Iowa Economic Development Authority Director Debi Durham

Photo from Debi Durham’s LinkedIn profile

Iowa law sets $154,300 as the maximum annual pay for the Iowa Economic Development Authority director. However, Debi Durham has received large bonuses every year since Governor Terry Branstad named her to lead the state’s economic development efforts soon after winning the 2010 election. Branstad approved $30,000 bonuses for Durham in her first few years, and state salary records show that for most of the last decade, Durham’s annual gross pay was between $30,000 and $35,000 above the statutory maximum.

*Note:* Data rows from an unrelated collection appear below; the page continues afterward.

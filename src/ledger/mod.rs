//! Per-book progress ledger.
//!
//! The whole sequence is re-serialized into one store slot after every
//! mutation. Records are stored by `id`, but session merges find their book
//! by exact title through `title_index`.

pub mod commands;

use std::{collections::HashMap, sync::Arc};

use anyhow::Context;
use uuid::Uuid;

use crate::{
    error::{LedgerError, LedgerResult},
    log_info, log_warn,
    models::{
        book::{DEFAULT_TOTAL_PAGES, UNKNOWN_AUTHOR},
        BookMetadata, BookRecord, BookStatus, ReadingHint, SessionEntry, SessionOutcome,
        StatusFilter,
    },
    store::KeyValueStore,
};

const ENABLE_LOGS: bool = true;

pub const DEFAULT_STORAGE_KEY: &str = "readingProgress";

pub struct Ledger {
    books: Vec<BookRecord>,
    title_index: HashMap<String, usize>,
    store: Arc<dyn KeyValueStore>,
    key: String,
}

impl Ledger {
    /// Reads the slot once. A missing or unreadable blob yields an empty ledger.
    pub fn load(store: Arc<dyn KeyValueStore>, key: impl Into<String>) -> Self {
        let key = key.into();
        let books = match store.get(&key) {
            Ok(Some(raw)) => parse_books(&key, &raw),
            Ok(None) => Vec::new(),
            Err(err) => {
                log_warn!("Failed to read ledger slot '{key}', starting empty: {err:#}");
                Vec::new()
            }
        };

        log_info!("Loaded {} book(s) from '{key}'", books.len());
        let title_index = build_title_index(&books);
        Self {
            books,
            title_index,
            store,
            key,
        }
    }

    pub fn books(&self) -> &[BookRecord] {
        &self.books
    }

    pub fn get(&self, id: &str) -> Option<&BookRecord> {
        self.books.iter().find(|book| book.id == id)
    }

    /// Exact, case-sensitive match; the first record wins on duplicates.
    pub fn find_by_title(&self, title: &str) -> Option<&BookRecord> {
        self.title_index
            .get(title)
            .and_then(|&index| self.books.get(index))
    }

    pub fn reading_hint(&self, title: &str) -> Option<ReadingHint> {
        self.find_by_title(title).map(ReadingHint::from)
    }

    pub fn filter(&self, status: StatusFilter) -> Vec<&BookRecord> {
        self.books
            .iter()
            .filter(|book| status.matches(book))
            .collect()
    }

    /// Merges a finished session into the matching book, or creates it.
    pub fn record_session(&mut self, entry: SessionEntry) -> LedgerResult<SessionOutcome> {
        if entry.title.trim().is_empty() {
            return Err(LedgerError::Validation(
                "a book title is required to save a session".into(),
            ));
        }

        let mut books = self.books.clone();
        let (index, pages_advanced) = match self.title_index.get(&entry.title).copied() {
            Some(index) => {
                let book = &mut books[index];
                if entry.reached_page < book.current_page {
                    log_warn!(
                        "'{}' moved back from page {} to {}",
                        book.title,
                        book.current_page,
                        entry.reached_page
                    );
                }
                let advanced = entry.reached_page.saturating_sub(book.current_page);
                book.current_page = entry.reached_page;
                append_note(&mut book.note, &entry.note_text);
                book.status = entry.status;
                (index, Some(advanced))
            }
            None => {
                let author = entry
                    .author
                    .filter(|author| !author.is_empty())
                    .unwrap_or_else(|| UNKNOWN_AUTHOR.to_string());
                let total_pages = entry
                    .total_pages_hint
                    .filter(|&pages| pages > 0)
                    .unwrap_or(DEFAULT_TOTAL_PAGES);
                books.push(BookRecord {
                    id: Uuid::new_v4().to_string(),
                    title: entry.title.clone(),
                    author,
                    current_page: entry.reached_page,
                    total_pages,
                    note: entry.note_text.clone(),
                    status: entry.status,
                });
                (books.len() - 1, None)
            }
        };

        let book = &mut books[index];
        if book.is_complete() {
            book.status = BookStatus::Finished;
        }
        let book = book.clone();

        self.commit(books)?;
        match pages_advanced {
            Some(pages) => log_info!("Updated '{}' (+{pages} pages)", book.title),
            None => log_info!("Added '{}' ({})", book.title, book.id),
        }

        Ok(SessionOutcome {
            book,
            pages_advanced,
        })
    }

    /// Plain overwrite of the metadata fields; the note is left alone.
    pub fn edit_metadata(&mut self, id: &str, metadata: BookMetadata) -> LedgerResult<BookRecord> {
        if metadata.title.trim().is_empty() {
            return Err(LedgerError::Validation("book title must not be empty".into()));
        }

        let mut books = self.books.clone();
        let book = books
            .iter_mut()
            .find(|book| book.id == id)
            .ok_or_else(|| LedgerError::NotFound(id.to_string()))?;
        book.title = metadata.title;
        book.author = metadata.author;
        book.current_page = metadata.current_page;
        book.total_pages = metadata.total_pages;
        book.status = metadata.status;
        let updated = book.clone();

        self.commit(books)?;
        log_info!("Edited '{}' ({id})", updated.title);
        Ok(updated)
    }

    /// Replaces the whole note, unlike session merges which append.
    pub fn edit_note(&mut self, id: &str, note: &str) -> LedgerResult<BookRecord> {
        let mut books = self.books.clone();
        let book = books
            .iter_mut()
            .find(|book| book.id == id)
            .ok_or_else(|| LedgerError::NotFound(id.to_string()))?;
        book.note = note.trim().to_string();
        let updated = book.clone();

        self.commit(books)?;
        log_info!("Replaced note of '{}' ({id})", updated.title);
        Ok(updated)
    }

    pub fn delete(&mut self, id: &str) -> LedgerResult<BookRecord> {
        let mut books = self.books.clone();
        let position = books
            .iter()
            .position(|book| book.id == id)
            .ok_or_else(|| LedgerError::NotFound(id.to_string()))?;
        let removed = books.remove(position);

        self.commit(books)?;
        log_info!("Deleted '{}' ({id})", removed.title);
        Ok(removed)
    }

    /// Persists first; memory only changes once the store accepted the blob.
    fn commit(&mut self, books: Vec<BookRecord>) -> LedgerResult<()> {
        let serialized =
            serde_json::to_string(&books).context("failed to serialize ledger")?;
        self.store
            .set(&self.key, &serialized)
            .with_context(|| format!("failed to persist ledger to '{}'", self.key))?;

        self.title_index = build_title_index(&books);
        self.books = books;
        Ok(())
    }
}

/// Parses records one at a time so a single malformed entry cannot drop the rest.
fn parse_books(key: &str, raw: &str) -> Vec<BookRecord> {
    let entries = match serde_json::from_str::<Vec<serde_json::Value>>(raw) {
        Ok(entries) => entries,
        Err(err) => {
            log_warn!("Ledger slot '{key}' is not a JSON array, starting empty: {err}");
            return Vec::new();
        }
    };

    entries
        .into_iter()
        .enumerate()
        .filter_map(|(position, entry)| match serde_json::from_value::<BookRecord>(entry) {
            Ok(book) => Some(book),
            Err(err) => {
                log_warn!("Skipping unreadable record #{position} in '{key}': {err}");
                None
            }
        })
        .collect()
}

fn build_title_index(books: &[BookRecord]) -> HashMap<String, usize> {
    let mut index = HashMap::with_capacity(books.len());
    for (position, book) in books.iter().enumerate() {
        index.entry(book.title.clone()).or_insert(position);
    }
    index
}

fn append_note(note: &mut String, addition: &str) {
    if addition.is_empty() {
        return;
    }
    if !note.is_empty() {
        note.push('\n');
    }
    note.push_str(addition);
}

Reynolds named Durham acting director of the Iowa Finance Authority in 2018 and made that additional leadership role permanent in January 2019. At that point, she increased Durham’s annual bonuses to $50,000. Records provided by the Department of Administrative Services, enclosed below as Appendix 2, show Durham receives that bonus in biweekly installments of $1,923.08 on top of her biweekly base pay of $5,934.61.


Iowa Department of Human Services Director Kelly Garcia

Cropped from official photo on Iowa DHS website

State law caps the Iowa Department of Human Services director’s pay at $154,300, which is what Jerry Foxhoven earned after Reynolds appointed him in June 2017.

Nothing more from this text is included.